Of those 19 deaths, nine occurred 22 or fewer days after the deceased inmate was booked, the data show. Thirteen of the inmates were awaiting trial. The Division of Corrections and Rehabilitation said 11 of the deaths had natural causes, with four overdoses, two suicides, one accident resulting in a head injury and one cause that was pending.
Deaths at state-run jails in West Virginia declined in 2023 from the previous year but remained significantly higher than totals throughout the 2010s.
In 2023, 16 incarcerated people died in West Virginia regional jails, according to data the Gazette-Mail obtained from the state Division of Corrections and Rehabilitation through a Freedom of Information Act request.
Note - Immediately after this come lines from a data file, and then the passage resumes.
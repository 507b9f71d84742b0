use js_sys::Promise;
use wasm_bindgen::JsValue;
use wasm_bindgen_futures::JsFuture;
use web_sys::HtmlImageElement;

/// Loads an image and resolves once it has decoded, so its natural size is
/// known. Rejects on a network or decode error.
pub async fn load_image(url: &str) -> Result<HtmlImageElement, JsValue> {
    let img = HtmlImageElement::new()?;
    let done = Promise::new(&mut |resolve, reject| {
        img.set_onload(Some(&resolve));
        img.set_onerror(Some(&reject));
    });
    img.set_src(url);
    let result = JsFuture::from(done).await;
    img.set_onload(None);
    img.set_onerror(None);
    result.map(|_| img)
}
The 2023 death count is a substantial decrease from the three-year average of 25 fatalities per year annually from 2020 through 2022. But the latest annual death total remains far above a previous five-year average of 11.2 deaths per year from 2015 through 2019.
Seven of the 16 deaths in 2023 occurred at the Southern Regional Jail and Correctional Facility in Raleigh County, which has been the site of 38, or 20%, of the 187 deaths at the state’s regional jails from 2009 through 2023.
Judge: State officials destroyed evidence in the case
U.S. Magistrate Judge Omar Aboulhosn found in October that state officials intentionally destroyed evidence in the case that had been requested by the plaintiffs in the Southern Regional-focused case.
Aboulhosn found the officials’ efforts constituted “a dereliction of duty†and asked that a copy of his order be distributed to the U.S. Attorney to consider whether an investigation of the Division of Corrections and Rehabilitation was warranted.
Gov. Jim Justice’s chief of staff, Brian Abraham, has denied Aboulhosn’s conclusion that state officials destroyed paper evidence and asserted that officials already provided information that Brad Douglas, who had most recently served as Division of Corrections and Rehabilitation executive officer, failed to confirm had been preserved in hearing testimony blasted by Aboulhosn.
The Justice administration fired Douglas and Phil Sword, who was Homeland Security general counsel and an assistant attorney general in the Attorney General’s Office, following Aboulhosn’s order.